## EXTRACTED DATA
Content starts
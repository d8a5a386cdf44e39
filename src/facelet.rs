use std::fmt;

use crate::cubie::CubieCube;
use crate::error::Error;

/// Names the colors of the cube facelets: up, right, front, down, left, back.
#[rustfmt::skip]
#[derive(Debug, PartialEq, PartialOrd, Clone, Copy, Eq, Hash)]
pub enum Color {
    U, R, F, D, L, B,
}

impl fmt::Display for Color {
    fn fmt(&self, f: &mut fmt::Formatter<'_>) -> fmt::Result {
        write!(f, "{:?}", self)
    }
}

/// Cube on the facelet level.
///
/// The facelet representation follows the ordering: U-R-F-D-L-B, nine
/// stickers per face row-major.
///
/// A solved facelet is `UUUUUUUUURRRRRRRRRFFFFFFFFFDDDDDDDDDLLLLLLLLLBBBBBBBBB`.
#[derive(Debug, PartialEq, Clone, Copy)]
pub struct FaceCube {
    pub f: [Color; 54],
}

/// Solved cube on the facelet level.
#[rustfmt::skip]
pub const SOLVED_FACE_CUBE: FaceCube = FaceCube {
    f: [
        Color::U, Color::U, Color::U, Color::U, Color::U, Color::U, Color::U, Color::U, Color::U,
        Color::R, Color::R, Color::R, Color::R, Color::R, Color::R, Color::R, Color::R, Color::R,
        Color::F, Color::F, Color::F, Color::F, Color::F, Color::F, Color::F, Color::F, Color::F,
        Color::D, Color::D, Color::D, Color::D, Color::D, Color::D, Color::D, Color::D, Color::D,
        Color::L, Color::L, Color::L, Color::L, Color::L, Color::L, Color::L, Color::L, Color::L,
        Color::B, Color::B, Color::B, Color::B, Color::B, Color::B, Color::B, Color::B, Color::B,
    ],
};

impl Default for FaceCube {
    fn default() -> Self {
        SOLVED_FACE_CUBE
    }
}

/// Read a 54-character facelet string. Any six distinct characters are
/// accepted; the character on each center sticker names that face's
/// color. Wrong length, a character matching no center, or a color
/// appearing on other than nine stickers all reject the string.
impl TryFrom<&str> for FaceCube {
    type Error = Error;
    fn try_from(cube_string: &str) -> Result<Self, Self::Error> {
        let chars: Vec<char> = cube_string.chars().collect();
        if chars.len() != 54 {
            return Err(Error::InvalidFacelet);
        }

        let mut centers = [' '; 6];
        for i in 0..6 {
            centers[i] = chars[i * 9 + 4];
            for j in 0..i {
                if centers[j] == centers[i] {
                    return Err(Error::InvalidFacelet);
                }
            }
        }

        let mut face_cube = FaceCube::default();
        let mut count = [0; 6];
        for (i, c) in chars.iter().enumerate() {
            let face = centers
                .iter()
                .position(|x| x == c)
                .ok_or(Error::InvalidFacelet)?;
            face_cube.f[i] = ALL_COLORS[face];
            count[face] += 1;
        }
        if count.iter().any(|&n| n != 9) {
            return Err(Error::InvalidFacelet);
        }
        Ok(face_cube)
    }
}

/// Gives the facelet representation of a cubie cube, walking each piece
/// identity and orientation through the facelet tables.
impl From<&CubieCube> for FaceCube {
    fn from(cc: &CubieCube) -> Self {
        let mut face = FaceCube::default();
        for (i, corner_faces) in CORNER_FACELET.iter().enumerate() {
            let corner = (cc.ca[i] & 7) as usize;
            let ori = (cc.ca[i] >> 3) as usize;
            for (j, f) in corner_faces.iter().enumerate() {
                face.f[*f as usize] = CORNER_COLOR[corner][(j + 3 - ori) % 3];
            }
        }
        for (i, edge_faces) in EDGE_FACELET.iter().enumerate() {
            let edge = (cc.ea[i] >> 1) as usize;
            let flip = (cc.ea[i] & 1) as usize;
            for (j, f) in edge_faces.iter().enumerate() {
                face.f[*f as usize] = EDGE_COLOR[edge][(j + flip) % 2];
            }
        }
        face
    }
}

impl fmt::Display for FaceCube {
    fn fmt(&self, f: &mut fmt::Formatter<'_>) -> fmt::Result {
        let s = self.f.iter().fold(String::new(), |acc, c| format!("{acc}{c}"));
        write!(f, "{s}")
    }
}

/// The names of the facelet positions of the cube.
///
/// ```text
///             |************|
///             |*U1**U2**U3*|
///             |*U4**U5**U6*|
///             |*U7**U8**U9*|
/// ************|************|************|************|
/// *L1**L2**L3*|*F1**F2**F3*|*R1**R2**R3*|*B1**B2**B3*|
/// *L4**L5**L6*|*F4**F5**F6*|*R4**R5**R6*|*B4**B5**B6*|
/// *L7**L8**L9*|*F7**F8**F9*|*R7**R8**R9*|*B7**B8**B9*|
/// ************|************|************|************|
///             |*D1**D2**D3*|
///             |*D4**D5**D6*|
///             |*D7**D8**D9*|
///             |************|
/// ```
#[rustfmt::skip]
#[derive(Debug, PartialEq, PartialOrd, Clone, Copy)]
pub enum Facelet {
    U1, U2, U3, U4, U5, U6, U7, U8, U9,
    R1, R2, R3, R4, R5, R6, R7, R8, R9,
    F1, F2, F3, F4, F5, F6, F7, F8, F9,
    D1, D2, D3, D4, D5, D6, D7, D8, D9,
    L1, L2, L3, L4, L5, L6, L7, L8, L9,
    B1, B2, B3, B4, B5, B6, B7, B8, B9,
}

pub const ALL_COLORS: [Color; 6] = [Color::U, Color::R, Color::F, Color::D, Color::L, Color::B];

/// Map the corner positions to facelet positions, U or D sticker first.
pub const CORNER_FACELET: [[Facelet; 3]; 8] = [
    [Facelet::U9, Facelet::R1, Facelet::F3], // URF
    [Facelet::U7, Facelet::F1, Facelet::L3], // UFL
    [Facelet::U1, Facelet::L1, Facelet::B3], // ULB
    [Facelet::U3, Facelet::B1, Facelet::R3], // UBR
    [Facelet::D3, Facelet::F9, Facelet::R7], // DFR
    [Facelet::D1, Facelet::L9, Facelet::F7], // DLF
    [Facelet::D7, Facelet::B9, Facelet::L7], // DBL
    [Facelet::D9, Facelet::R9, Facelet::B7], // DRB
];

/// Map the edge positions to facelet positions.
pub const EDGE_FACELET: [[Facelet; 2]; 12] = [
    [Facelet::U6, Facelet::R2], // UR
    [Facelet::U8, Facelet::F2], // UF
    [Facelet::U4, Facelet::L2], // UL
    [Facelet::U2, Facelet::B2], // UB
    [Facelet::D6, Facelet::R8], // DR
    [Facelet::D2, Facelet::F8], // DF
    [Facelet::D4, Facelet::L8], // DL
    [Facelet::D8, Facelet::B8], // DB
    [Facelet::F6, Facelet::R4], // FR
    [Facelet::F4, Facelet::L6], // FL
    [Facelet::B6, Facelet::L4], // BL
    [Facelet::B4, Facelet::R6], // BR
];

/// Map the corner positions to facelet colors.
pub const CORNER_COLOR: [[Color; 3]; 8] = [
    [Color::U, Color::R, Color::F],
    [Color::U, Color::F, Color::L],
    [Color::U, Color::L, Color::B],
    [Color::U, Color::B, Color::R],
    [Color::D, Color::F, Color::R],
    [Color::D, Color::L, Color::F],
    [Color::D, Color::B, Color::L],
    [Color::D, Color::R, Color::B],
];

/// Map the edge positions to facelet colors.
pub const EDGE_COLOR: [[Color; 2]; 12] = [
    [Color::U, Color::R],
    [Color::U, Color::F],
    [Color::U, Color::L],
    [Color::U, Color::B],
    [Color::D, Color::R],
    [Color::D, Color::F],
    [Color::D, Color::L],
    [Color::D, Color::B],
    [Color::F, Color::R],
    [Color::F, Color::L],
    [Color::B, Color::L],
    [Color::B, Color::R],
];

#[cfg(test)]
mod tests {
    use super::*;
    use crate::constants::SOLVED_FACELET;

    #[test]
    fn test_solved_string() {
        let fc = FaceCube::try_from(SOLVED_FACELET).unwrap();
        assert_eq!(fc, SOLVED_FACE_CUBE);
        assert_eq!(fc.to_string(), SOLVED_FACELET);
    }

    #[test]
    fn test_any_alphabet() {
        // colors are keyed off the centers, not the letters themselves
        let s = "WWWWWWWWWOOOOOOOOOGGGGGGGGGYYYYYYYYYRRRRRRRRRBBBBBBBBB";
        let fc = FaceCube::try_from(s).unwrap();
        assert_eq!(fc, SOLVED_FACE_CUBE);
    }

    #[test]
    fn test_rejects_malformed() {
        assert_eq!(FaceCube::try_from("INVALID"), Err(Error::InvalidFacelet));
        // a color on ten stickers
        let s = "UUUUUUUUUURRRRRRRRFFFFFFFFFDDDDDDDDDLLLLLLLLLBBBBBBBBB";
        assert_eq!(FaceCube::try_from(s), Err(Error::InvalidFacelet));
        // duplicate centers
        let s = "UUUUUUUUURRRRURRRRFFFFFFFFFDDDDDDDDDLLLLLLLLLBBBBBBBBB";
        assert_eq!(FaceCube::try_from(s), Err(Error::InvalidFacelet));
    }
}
Content ends
Content starts
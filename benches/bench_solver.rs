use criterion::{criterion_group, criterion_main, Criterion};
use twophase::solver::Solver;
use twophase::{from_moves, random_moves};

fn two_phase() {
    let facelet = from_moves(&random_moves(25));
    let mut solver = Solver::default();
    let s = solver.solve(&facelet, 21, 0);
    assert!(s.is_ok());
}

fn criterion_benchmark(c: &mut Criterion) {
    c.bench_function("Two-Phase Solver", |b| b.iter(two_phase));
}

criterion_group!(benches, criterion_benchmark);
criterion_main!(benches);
Content ends
## WORK INSTRUCTION
Reproduce exactly the lines of the records above from the one with "of the cube." to the one with "[Facelet::U7, Facelet::F1, Facelet::L3], //", both included, and leave out everything else.

## EXERCISE SOLUTION
/// The names of the facelet positions of the cube.
///
/// ```text
///             |************|
///             |*U1**U2**U3*|
///             |*U4**U5**U6*|
///             |*U7**U8**U9*|
/// ************|************|************|************|
/// *L1**L2**L3*|*F1**F2**F3*|*R1**R2**R3*|*B1**B2**B3*|
/// *L4**L5**L6*|*F4**F5**F6*|*R4**R5**R6*|*B4**B5**B6*|
/// *L7**L8**L9*|*F7**F8**F9*|*R7**R8**R9*|*B7**B8**B9*|
/// ************|************|************|************|
///             |*D1**D2**D3*|
///             |*D4**D5**D6*|
///             |*D7**D8**D9*|
///             |************|
/// ```
#[rustfmt::skip]
#[derive(Debug, PartialEq, PartialOrd, Clone, Copy)]
pub enum Facelet {
    U1, U2, U3, U4, U5, U6, U7, U8, U9,
    R1, R2, R3, R4, R5, R6, R7, R8, R9,
    F1, F2, F3, F4, F5, F6, F7, F8, F9,
    D1, D2, D3, D4, D5, D6, D7, D8, D9,
    L1, L2, L3, L4, L5, L6, L7, L8, L9,
    B1, B2, B3, B4, B5, B6, B7, B8, B9,
}

pub const ALL_COLORS: [Color; 6] = [Color::U, Color::R, Color::F, Color::D, Color::L, Color::B];

/// Map the corner positions to facelet positions, U or D sticker first.
pub const CORNER_FACELET: [[Facelet; 3]; 8] = [
    [Facelet::U9, Facelet::R1, Facelet::F3], // URF
    [Facelet::U7, Facelet::F1, Facelet::L3], // UFL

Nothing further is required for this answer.